Full disclosure: I ended up with an ARC copy of this in my book pile back in September while attending the Baltimore Book Festival. Since the book is being released later this month I thought it was a good time to dive in.
Ink, Iron, and Glass takes place in an alternate version of the Italian city-states in the mid-late 1800’s. BUT. It also partly takes place in a world called Veldana, a world that is completely made up, written into being by someone known as a scriptologist – a person that can literally write things into reality. Scriptologists, along with mechanists and alchemists, make up a group of people known as pazzerellones – extremely gifted mad scientist types that have an affinity for inventing and crazy experiments, sometimes to their own detriment.
Our main protagonist, Elsa, a young girl on the brink of adult-hood, has grown up with her mother Jumi, a scriptologist, in the world of Veldana. When Jumi suddenly goes missing, the apparent victim of an abduction, Elsa travels to Earth to try and track down the kidnappers and find her mother. When she finds her mother’s friend, de Vries, to ask for assistance he takes her to a home for orphaned pazzerellones where she meets other young people like herself and starts to make friends as they help her in getting to the bottom of her mother’s disappearance.
I’ll be honest and say this book is exactly my cup of tea.
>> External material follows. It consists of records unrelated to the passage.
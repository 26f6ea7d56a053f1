use {
    super::{AuctionId, Origin, Signals},
    rust_decimal::Decimal,
    std::{fmt, str::FromStr},
    url::Url,
};

/// A bid price in CPM. Bids are compared on their value rounded to two
/// decimals, the same precision they are displayed with. A sub-cent bid
/// rounds to zero and therefore counts as no bid.
#[derive(Debug, Clone, Copy, Default, PartialEq, Eq, PartialOrd, Ord)]
pub struct Cpm(Decimal);

impl Cpm {
    pub const ZERO: Self = Self(Decimal::ZERO);

    pub fn new(value: Decimal) -> Self {
        Self(value.round_dp(2))
    }

    pub fn is_positive(&self) -> bool {
        self.0 > Decimal::ZERO
    }
}

impl From<Decimal> for Cpm {
    fn from(value: Decimal) -> Self {
        Self::new(value)
    }
}

impl FromStr for Cpm {
    type Err = rust_decimal::Error;

    fn from_str(s: &str) -> Result<Self, Self::Err> {
        Decimal::from_str(s.trim()).map(Self::new)
    }
}

impl fmt::Display for Cpm {
    fn fmt(&self, f: &mut fmt::Formatter<'_>) -> fmt::Result {
        write!(f, "{:.2}", self.0)
    }
}

/// A buyer the seller solicits a contextual bid from.
#[derive(Debug, Clone, PartialEq, Eq)]
pub struct BidCandidate {
    pub buyer: Origin,
    pub endpoint: Url,
    pub auction_id: AuctionId,
}

/// The answer of a buyer, or the zero bid standing in for a buyer that failed
/// to answer.
#[derive(Debug, Clone, PartialEq)]
pub struct BidResponse {
    pub buyer: Origin,
    pub auction_id: AuctionId,
    pub amount: Cpm,
    /// Propagated unchanged, macros included.
    pub render_url: Option<String>,
    pub buyer_signals: Option<Signals>,
    /// Present only when the bidder is itself a seller answering for a
    /// sequential auction.
    pub component_auction: Option<serde_json::Value>,
}

impl BidResponse {
    pub fn no_bid(candidate: &BidCandidate) -> Self {
        Self {
            buyer: candidate.buyer.clone(),
            auction_id: candidate.auction_id.clone(),
            amount: Cpm::ZERO,
            render_url: None,
            buyer_signals: None,
            component_auction: None,
        }
    }

    /// Only bids with a positive amount take part in winner selection.
    pub fn is_bid(&self) -> bool {
        self.amount.is_positive()
    }
}
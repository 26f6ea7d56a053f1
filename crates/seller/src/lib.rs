mod domain;
mod infra;
mod run;
#[cfg(test)]
mod tests;
mod util;

pub use self::run::{run, start};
It’s got an interesting concept, a headstrong protagonist, and some fun banter between the characters. Also a bit of romance. Let’s just say it ticks a lot of boxes for me.
The setting and world-building in this is intriguing and one of things I loved most about this book. I liked that it was set in historical Italy–that felt refreshing. I also love the idea of these mad scientist types with specialized abilities. Being able to create portals to other worlds? Awesome. Being able to create entire other worlds? Even more awesome. Although, the thought of living in a world that is essentially stored in book on Earth gave me a bit of an existential crisis. (What if the book ceases to exist and your entire world winks out with it? What if our universe is just a world sitting on someone’s bookshelf and one day there’s a fire and it destroys our entire existence? Oh no!!) I also loved that all of the steampunk elements were not just aesthetics, but were essential to the world and plot. Yes there were some historical liberties taken and sometimes the characters felt a bit anachronistic, but honestly that’s not something that bothered me at all here.
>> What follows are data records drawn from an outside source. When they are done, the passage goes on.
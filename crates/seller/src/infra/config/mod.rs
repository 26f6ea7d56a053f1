use {
    crate::{
        domain::{Origin, SellerMetadata, seller::Buyer},
        infra::signal_store,
    },
    std::time::Duration,
    url::Url,
};

pub mod file;

/// Configuration of infrastructural components.
#[derive(Debug, Clone)]
pub struct Config {
    /// How long buyers and remote sellers get to answer.
    pub contextual_auction_timeout: Duration,
    pub response_size_limit: usize,
    pub seller: SellerMetadata,
    pub buyers: Vec<Buyer>,
    pub signal_store: Option<signal_store::Config>,
    pub sequential: Option<Sequential>,
}

/// Configuration of the seller acting as the top-level seller of sequential
/// auctions.
#[derive(Debug, Clone)]
pub struct Sequential {
    pub allowed_origin_prefix: String,
    pub top_level: SellerMetadata,
    pub sellers: Vec<RemoteSeller>,
}

#[derive(Debug, Clone)]
pub struct RemoteSeller {
    pub origin: Origin,
    pub contextual_bid_endpoint: Url,
}
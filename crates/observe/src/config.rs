use tracing::Level;

#[derive(Debug, Clone)]
pub struct Config {
    /// Filters spans and events based on a set of filter directives
    /// https://docs.rs/tracing-subscriber/latest/tracing_subscriber/filter/struct.EnvFilter.html
    pub(crate) env_filter: String,
    /// Minimum level threshold for stderr output
    pub(crate) stderr_threshold: Option<Level>,
    /// Output log events as JSON
    pub(crate) use_json_format: bool,
}

impl Config {
    pub fn new(env_filter: &str, stderr_threshold: Option<Level>, use_json_format: bool) -> Self {
        Self {
            env_filter: env_filter.into(),
            stderr_threshold,
            use_json_format,
        }
    }

    pub fn with_json_format(mut self) -> Self {
        self.use_json_format = true;
        self
    }

    pub fn with_env_filter(mut self, env_filter: &str) -> Self {
        self.env_filter = env_filter.to_string();
        self
    }

    pub fn with_stderr_threshold(mut self, stderr_threshold: Level) -> Self {
        self.stderr_threshold = Some(stderr_threshold);
        self
    }
}

impl Default for Config {
    fn default() -> Self {
        Self {
            env_filter: "info".to_string(),
            stderr_threshold: None,
            use_json_format: false,
        }
    }
}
I did like the characters, but oddly enough the one I feel like I connected most with was Elsa’s friend Porzia. I liked Porzia! She could have easily turned out to be the cliched jealous girl and I’m so glad she didn’t turn out that way. Out of the four friends, her and Faraz were the most consistent. The most developed characters were Leo and Elsa, but they weren’t all that consistent, I felt. Elsa went from not wanting to trust others to trusting the others a little too quickly in my opinion, but I still really loved every other aspect of her character. Leo gave me a bit of whiplash at times. I loved the brazen, swashbuckling parts of Leo–such a charmer. I also really like hurt and brooding Leo. But I sometimes felt like there was a bit of a disconnect between these two aspects of his character. Oh! And also there’s a cute little tentacle monster that is just the best thing ever (add that to things I thought I’d never write down…).
The plot did feel a tad manufactured at some points, as if the author was forcing the characters into furthering the plot rather than letting the characters take the wheel and drive the bus. That made it feel a bit clunky sometimes. A couple of examples without spoiling too much – there is a case of ‘insta-love’ that didn’t feel at all organic, and Leo’s choice at the end just fell flat for me. It’s like ‘well, this has to happen so that x, y, and z can happen’ and I get it, but it didn’t have the emotional impact I would have liked because I just didn’t feel that level of emotion had been built up between the two characters after a few days together, despite a few nice moments between them. But overall the plot moved along a good pace and had a nice ‘adventure-y’ feel to it. It felt very Indiana Jones-esque sometimes–the train sequence as well as the labyrinth puzzle–which was great fun. (I really, really, really loved the train sequence.)
Overall, I felt like this was a good debut novel and I’m looking forward to the sequel and to seeing more from this author in the future. I rated this 4/5 stars.